Problem to work on: Retype, word for word, every line of the records below starting at the one that contains "self.transaction_type.is_debit()" and ending at the one that contains "per captured payment."; include both of those lines and nothing more.

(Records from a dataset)
___
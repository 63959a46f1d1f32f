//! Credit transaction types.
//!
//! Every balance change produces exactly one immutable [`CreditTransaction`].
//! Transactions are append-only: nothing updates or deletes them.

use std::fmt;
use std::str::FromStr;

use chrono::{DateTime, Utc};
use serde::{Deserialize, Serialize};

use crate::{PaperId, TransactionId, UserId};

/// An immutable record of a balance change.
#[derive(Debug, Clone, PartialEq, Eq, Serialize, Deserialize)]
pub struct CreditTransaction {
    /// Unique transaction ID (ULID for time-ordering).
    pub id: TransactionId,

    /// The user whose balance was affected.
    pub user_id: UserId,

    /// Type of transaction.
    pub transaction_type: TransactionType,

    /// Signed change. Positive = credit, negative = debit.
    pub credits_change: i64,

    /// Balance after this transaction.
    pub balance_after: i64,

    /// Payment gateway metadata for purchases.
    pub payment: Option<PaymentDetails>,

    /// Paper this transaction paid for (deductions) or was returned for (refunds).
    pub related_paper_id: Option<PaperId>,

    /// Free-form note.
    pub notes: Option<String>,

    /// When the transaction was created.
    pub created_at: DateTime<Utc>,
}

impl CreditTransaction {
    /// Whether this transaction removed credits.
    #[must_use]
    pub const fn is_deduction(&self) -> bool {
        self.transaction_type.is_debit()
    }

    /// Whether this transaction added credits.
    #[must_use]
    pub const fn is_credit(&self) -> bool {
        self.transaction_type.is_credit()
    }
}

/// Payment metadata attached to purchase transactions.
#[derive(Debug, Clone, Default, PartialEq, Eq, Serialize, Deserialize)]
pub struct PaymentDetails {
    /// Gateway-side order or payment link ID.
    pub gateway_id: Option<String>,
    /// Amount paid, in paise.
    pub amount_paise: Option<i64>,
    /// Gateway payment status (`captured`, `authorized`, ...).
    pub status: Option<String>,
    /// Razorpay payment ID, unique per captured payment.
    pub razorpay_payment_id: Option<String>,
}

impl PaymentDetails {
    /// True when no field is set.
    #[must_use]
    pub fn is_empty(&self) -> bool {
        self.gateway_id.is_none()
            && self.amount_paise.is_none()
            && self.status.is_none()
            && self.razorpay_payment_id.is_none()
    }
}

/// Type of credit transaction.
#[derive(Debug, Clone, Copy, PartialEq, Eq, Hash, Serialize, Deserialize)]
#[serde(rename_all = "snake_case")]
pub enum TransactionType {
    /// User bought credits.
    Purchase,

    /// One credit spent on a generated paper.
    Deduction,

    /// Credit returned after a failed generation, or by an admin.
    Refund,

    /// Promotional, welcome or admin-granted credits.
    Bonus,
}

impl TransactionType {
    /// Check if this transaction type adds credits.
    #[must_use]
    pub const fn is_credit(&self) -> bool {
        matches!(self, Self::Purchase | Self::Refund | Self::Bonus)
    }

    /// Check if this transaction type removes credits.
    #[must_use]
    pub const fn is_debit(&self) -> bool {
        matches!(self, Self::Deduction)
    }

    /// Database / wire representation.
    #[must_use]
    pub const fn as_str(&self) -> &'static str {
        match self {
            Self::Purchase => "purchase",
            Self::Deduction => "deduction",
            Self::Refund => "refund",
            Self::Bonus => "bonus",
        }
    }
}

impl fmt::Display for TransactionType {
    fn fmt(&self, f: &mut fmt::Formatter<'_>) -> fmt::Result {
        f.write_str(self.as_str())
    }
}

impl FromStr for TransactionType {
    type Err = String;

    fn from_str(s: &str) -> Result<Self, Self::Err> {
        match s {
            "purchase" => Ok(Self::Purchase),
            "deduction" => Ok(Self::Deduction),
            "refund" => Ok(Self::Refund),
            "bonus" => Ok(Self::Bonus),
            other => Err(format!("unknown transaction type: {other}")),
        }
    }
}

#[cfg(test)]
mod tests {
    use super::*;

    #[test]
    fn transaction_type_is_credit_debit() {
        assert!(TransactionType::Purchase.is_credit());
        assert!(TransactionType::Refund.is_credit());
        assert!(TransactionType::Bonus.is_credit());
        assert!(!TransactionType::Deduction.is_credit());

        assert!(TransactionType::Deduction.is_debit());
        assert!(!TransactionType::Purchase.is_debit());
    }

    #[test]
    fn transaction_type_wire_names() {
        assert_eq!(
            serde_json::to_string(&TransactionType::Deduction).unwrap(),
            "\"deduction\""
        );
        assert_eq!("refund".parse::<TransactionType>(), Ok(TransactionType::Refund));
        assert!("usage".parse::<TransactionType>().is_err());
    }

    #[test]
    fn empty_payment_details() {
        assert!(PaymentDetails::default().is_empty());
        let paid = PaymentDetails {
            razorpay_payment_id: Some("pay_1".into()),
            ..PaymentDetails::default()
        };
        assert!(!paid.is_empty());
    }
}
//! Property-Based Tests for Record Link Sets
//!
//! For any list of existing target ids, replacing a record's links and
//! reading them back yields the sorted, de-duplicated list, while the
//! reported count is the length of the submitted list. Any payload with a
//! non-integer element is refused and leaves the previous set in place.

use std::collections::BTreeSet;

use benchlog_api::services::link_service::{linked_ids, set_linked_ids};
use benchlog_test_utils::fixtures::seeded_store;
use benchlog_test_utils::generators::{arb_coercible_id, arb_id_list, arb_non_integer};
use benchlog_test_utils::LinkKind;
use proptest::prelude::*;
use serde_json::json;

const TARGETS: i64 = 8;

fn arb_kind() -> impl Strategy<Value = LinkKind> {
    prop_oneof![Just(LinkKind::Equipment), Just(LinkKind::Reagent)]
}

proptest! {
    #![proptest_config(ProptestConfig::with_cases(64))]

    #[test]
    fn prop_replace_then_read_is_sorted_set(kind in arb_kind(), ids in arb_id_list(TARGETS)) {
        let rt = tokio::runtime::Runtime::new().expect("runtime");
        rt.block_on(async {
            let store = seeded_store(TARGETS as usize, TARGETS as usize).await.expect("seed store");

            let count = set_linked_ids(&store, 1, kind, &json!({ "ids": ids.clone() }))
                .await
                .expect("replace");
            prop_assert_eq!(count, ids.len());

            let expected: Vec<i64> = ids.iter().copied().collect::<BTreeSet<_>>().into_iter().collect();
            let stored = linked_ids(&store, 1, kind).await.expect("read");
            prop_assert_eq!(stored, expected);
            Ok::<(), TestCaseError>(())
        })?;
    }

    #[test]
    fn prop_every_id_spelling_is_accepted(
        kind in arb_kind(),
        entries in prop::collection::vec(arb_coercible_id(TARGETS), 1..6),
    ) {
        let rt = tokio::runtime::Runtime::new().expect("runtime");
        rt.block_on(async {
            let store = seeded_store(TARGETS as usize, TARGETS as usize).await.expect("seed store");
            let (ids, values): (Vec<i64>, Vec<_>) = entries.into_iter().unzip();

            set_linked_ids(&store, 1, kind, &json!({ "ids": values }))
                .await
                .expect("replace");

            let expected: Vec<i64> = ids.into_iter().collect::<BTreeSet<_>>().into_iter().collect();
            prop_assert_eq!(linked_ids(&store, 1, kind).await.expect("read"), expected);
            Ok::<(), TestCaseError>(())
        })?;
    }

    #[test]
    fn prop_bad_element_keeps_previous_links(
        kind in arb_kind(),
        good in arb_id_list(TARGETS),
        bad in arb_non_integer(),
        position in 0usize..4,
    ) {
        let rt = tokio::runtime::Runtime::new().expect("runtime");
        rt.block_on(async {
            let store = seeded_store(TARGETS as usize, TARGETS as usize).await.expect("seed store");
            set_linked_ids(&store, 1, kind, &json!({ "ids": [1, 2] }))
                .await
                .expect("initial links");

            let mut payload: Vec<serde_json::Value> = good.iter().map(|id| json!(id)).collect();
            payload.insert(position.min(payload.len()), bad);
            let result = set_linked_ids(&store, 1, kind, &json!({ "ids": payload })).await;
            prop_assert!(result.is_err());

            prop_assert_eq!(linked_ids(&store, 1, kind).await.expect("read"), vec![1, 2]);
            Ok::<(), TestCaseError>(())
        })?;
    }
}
___
Written reply:
        self.transaction_type.is_debit()
    }

    /// Whether this transaction added credits.
    #[must_use]
    pub const fn is_credit(&self) -> bool {
        self.transaction_type.is_credit()
    }
}

/// Payment metadata attached to purchase transactions.
#[derive(Debug, Clone, Default, PartialEq, Eq, Serialize, Deserialize)]
pub struct PaymentDetails {
    /// Gateway-side order or payment link ID.
    pub gateway_id: Option<String>,
    /// Amount paid, in paise.
    pub amount_paise: Option<i64>,
    /// Gateway payment status (`captured`, `authorized`, ...).
    pub status: Option<String>,
    /// Razorpay payment ID, unique per captured payment.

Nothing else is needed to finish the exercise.